Go through the data line by line. Copy each one holding the string "Option".

__Provided data__.
# # # # # # #

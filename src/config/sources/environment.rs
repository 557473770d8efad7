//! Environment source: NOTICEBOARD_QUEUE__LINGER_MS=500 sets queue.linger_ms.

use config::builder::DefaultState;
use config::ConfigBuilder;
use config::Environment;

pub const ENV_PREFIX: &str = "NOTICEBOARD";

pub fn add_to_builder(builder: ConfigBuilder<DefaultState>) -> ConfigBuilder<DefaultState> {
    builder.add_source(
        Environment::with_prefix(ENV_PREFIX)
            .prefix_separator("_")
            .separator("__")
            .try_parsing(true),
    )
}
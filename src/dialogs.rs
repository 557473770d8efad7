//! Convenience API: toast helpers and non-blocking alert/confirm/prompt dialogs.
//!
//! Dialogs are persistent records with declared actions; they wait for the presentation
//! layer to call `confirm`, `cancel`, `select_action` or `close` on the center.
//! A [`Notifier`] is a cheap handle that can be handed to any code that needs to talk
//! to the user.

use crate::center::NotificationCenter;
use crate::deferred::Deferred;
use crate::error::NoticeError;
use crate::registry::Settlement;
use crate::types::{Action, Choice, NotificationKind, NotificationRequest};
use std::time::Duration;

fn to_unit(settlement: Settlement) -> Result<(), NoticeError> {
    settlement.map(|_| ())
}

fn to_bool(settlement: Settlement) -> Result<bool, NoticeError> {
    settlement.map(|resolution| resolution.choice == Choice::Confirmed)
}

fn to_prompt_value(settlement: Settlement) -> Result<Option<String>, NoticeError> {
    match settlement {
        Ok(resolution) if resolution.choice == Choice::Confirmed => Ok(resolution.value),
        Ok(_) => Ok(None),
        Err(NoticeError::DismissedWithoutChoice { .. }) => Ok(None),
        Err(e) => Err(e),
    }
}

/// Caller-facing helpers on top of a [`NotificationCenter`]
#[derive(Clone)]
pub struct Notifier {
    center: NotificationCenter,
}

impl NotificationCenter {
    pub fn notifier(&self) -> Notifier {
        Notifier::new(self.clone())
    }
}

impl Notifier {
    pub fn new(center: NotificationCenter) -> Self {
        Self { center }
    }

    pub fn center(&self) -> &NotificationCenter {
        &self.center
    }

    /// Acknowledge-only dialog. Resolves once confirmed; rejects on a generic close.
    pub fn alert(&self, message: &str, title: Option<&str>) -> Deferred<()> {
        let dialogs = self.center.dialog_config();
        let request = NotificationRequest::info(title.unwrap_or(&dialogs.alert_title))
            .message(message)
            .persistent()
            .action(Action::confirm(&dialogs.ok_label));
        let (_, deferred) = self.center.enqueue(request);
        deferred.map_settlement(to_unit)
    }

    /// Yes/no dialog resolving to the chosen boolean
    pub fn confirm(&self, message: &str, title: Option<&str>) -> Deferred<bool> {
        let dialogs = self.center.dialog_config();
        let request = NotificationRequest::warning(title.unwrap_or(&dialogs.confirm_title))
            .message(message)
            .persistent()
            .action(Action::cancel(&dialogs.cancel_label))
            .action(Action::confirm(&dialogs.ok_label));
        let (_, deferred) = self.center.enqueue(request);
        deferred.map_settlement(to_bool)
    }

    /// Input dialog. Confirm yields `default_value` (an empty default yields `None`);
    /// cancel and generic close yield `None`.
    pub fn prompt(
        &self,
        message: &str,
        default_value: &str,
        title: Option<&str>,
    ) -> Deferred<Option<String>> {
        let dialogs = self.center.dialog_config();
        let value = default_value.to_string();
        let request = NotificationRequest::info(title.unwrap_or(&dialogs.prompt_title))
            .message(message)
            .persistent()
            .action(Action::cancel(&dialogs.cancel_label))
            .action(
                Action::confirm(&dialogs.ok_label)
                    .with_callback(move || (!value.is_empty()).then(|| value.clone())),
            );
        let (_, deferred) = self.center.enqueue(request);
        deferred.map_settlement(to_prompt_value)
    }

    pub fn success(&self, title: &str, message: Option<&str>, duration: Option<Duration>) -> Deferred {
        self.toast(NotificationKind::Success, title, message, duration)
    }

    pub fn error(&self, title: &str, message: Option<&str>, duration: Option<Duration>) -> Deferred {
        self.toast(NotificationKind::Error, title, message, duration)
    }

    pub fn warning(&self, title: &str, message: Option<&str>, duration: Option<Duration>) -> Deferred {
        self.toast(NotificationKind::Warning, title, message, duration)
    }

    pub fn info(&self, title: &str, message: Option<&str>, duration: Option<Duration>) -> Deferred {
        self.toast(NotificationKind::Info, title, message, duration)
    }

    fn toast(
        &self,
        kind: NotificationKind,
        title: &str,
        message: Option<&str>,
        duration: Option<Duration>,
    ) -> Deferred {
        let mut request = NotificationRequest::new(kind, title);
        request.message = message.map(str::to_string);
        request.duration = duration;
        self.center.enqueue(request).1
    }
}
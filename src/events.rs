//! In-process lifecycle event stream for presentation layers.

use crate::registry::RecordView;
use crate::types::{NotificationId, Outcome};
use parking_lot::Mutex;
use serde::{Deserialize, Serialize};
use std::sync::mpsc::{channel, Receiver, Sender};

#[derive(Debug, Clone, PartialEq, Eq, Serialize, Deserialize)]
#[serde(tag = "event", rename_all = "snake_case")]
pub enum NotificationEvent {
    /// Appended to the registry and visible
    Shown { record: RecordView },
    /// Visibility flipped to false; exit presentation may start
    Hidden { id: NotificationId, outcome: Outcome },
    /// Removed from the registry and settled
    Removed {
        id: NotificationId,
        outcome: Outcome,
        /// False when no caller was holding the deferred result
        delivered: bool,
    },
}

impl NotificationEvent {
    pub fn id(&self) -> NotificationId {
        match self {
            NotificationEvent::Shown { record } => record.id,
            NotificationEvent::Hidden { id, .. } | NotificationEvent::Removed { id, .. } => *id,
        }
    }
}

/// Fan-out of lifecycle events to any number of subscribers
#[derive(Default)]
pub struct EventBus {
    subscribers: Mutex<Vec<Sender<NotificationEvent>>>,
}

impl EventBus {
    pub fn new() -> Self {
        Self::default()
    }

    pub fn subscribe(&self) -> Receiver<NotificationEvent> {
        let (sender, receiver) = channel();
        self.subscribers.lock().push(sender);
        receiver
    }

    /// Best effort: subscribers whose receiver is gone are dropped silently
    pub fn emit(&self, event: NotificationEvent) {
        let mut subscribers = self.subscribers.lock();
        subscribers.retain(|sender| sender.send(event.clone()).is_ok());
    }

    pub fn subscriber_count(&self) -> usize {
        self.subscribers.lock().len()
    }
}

# # # # # # #

__Task answer__.
fn to_prompt_value(settlement: Settlement) -> Result<Option<String>, NoticeError> {
    pub fn alert(&self, message: &str, title: Option<&str>) -> Deferred<()> {
    pub fn confirm(&self, message: &str, title: Option<&str>) -> Deferred<bool> {
        title: Option<&str>,
    ) -> Deferred<Option<String>> {
    pub fn success(&self, title: &str, message: Option<&str>, duration: Option<Duration>) -> Deferred {
    pub fn error(&self, title: &str, message: Option<&str>, duration: Option<Duration>) -> Deferred {
    pub fn warning(&self, title: &str, message: Option<&str>, duration: Option<Duration>) -> Deferred {
    pub fn info(&self, title: &str, message: Option<&str>, duration: Option<Duration>) -> Deferred {
        message: Option<&str>,
        duration: Option<Duration>,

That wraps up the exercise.